Isabella Charli Gaze (born 8 May 2004) is a Dutch-born New Zealand cricketer who currently plays for Auckland Hearts and New Zealand. She plays as a wicket-keeper and right-handed batter.

Early life
Gaze was born on 8 May 2004 in Haarlem in the Netherlands. She lived in the Netherlands for 18 months before moving to Hong Kong, then Singapore, and finally to Auckland, New Zealand. At the age of 18, Gaze went to university and worked part-time after the domestic cricket season in New Zealand had ended.

Domestic career
Gaze made her debut for Auckland in 2019, against Wellington in the 2019–20 Super Smash.
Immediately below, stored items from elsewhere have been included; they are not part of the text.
#![allow(dead_code)]

use async_trait::async_trait;
use chrono::Utc;
use forexbot::models::{
    AccountInfo, AnalysisInterval, Direction, IndicatorReadings, Instrument, OpenPosition,
    OrderRequest, OrderState, OrderStatus, Signal,
};
use forexbot::{BrokerError, BrokerGateway, IndicatorError, IndicatorSource};
use std::collections::{HashMap, HashSet};
use std::sync::Mutex;

/// In-memory broker that records every call
#[derive(Default)]
pub struct FakeBroker {
    pub placed: Mutex<Vec<OrderRequest>>,
    pub closed: Mutex<Vec<String>>,
    /// order id -> state reported by `order_status`
    pub states: Mutex<HashMap<String, OrderState>>,
    /// instruments whose placement fails with an error
    pub reject_symbols: HashSet<String>,
    /// instruments accepted without an order id
    pub no_id_symbols: HashSet<String>,
    /// order ids whose status lookup fails
    pub status_errors: HashSet<String>,
    /// order ids the broker refuses to close
    pub close_refused: HashSet<String>,
    /// order ids whose close request fails with an error
    pub close_errors: HashSet<String>,
    /// instruments whose placement panics inside the gateway
    pub panic_symbols: HashSet<String>,
}

impl FakeBroker {
    pub fn placed_symbols(&self) -> Vec<String> {
        self.placed
            .lock()
            .unwrap()
            .iter()
            .map(|r| r.symbol.clone())
            .collect()
    }

    pub fn set_state(&self, order_id: &str, state: OrderState) {
        self.states
            .lock()
            .unwrap()
            .insert(order_id.to_string(), state);
    }
}

#[async_trait]
impl BrokerGateway for FakeBroker {
    async fn place_order(&self, request: &OrderRequest) -> Result<Option<String>, BrokerError> {
        if self.panic_symbols.contains(&request.symbol) {
            panic!("gateway blew up placing {}", request.symbol);
        }
        if self.reject_symbols.contains(&request.symbol) {
            return Err(BrokerError::Status {
                status: 500,
                body: "internal error".to_string(),
            });
        }
        if self.no_id_symbols.contains(&request.symbol) {
            return Ok(None);
        }

        let mut placed = self.placed.lock().unwrap();
        placed.push(request.clone());
        let order_id = format!("{}-{}", request.symbol.replace('/', ""), placed.len());
        self.set_state(&order_id, OrderState::Open);
        Ok(Some(order_id))
    }

    async fn close_order(&self, order_id: &str) -> Result<bool, BrokerError> {
        if self.close_refused.contains(order_id) {
            return Ok(false);
        }
        if self.close_errors.contains(order_id) {
            return Err(BrokerError::Status {
                status: 502,
                body: "bad gateway".to_string(),
            });
        }
        self.closed.lock().unwrap().push(order_id.to_string());
        self.set_state(order_id, OrderState::Closed);
        Ok(true)
    }

    async fn order_status(&self, order_id: &str) -> Result<OrderStatus, BrokerError> {
        if self.status_errors.contains(order_id) {
            return Err(BrokerError::Api("Order lookup failed".to_string()));
        }
        let status = self
            .states
            .lock()
            .unwrap()
            .get(order_id)
            .cloned()
            .unwrap_or(OrderState::Unknown);

        Ok(OrderStatus {
            order_id: Some(order_id.to_string()),
            status,
            profit: None,
            close_price: None,
        })
    }

    async fn modify_order(
        &self,
        _order_id: &str,
        _take_profit: Option<f64>,
        _stop_loss: Option<f64>,
    ) -> Result<bool, BrokerError> {
        Ok(true)
    }

    async fn account_info(&self) -> Result<AccountInfo, BrokerError> {
        Ok(AccountInfo {
            balance: Some(10_000.0),
            ..AccountInfo::default()
        })
    }

    async fn open_positions(&self) -> Result<Vec<OpenPosition>, BrokerError> {
        Ok(Vec::new())
    }
}

/// Indicator source serving fixed readings; unknown instruments fail
#[derive(Default)]
pub struct FakeIndicators {
    pub readings: HashMap<String, IndicatorReadings>,
    pub calls: Mutex<Vec<String>>,
}

impl FakeIndicators {
    pub fn with(mut self, instrument: &str, rsi: f64, ema_fast: f64, ema_slow: f64, close: f64) -> Self {
        self.readings.insert(
            instrument.to_string(),
            IndicatorReadings {
                rsi: Some(rsi),
                ema_fast: Some(ema_fast),
                ema_slow: Some(ema_slow),
                close: Some(close),
            },
        );
        self
    }

    pub fn with_readings(mut self, instrument: &str, readings: IndicatorReadings) -> Self {
        self.readings.insert(instrument.to_string(), readings);
        self
    }
}

#[async_trait]
impl IndicatorSource for FakeIndicators {
    async fn fetch_indicators(
        &self,
        instrument: &Instrument,
        _interval: AnalysisInterval,
    ) -> Result<IndicatorReadings, IndicatorError> {
        self.calls.lock().unwrap().push(instrument.id.clone());
        self.readings
            .get(&instrument.id)
            .cloned()
            .ok_or_else(|| IndicatorError::Status {
                status: 503,
                body: "unavailable".to_string(),
            })
    }
}

pub fn signal(instrument: &str, direction: Direction, strength: f64) -> Signal {
    Signal {
        instrument: instrument.to_string(),
        direction,
        strength,
        price: if instrument.contains("JPY") { 150.0 } else { 1.25 },
        rsi: 50.0,
        ema_fast: 1.0,
        ema_slow: 1.0,
        timestamp: Utc::now(),
    }
}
She missed much of the 2020–21 season due to a collarbone fracture.

International career
Gaze was part of a New Zealand camp ahead of the side's series against India and the 2022 World Cup. Following the retirement of New Zealand wicket-keeper Katey Martin after the World Cup, Gaze was awarded a central contract by New Zealand Cricket.

Gaze earned her first call-up to the full New Zealand side in June 2022, when she was selected in the squad for the 2022 Commonwealth Games. She made her Twenty20 International debut on 30 July 2022, against South Africa in New Zealand's first match at the Commonwealth Games. She made her One Day International debut on 19 September 2022, on New Zealand's tour of the West Indies.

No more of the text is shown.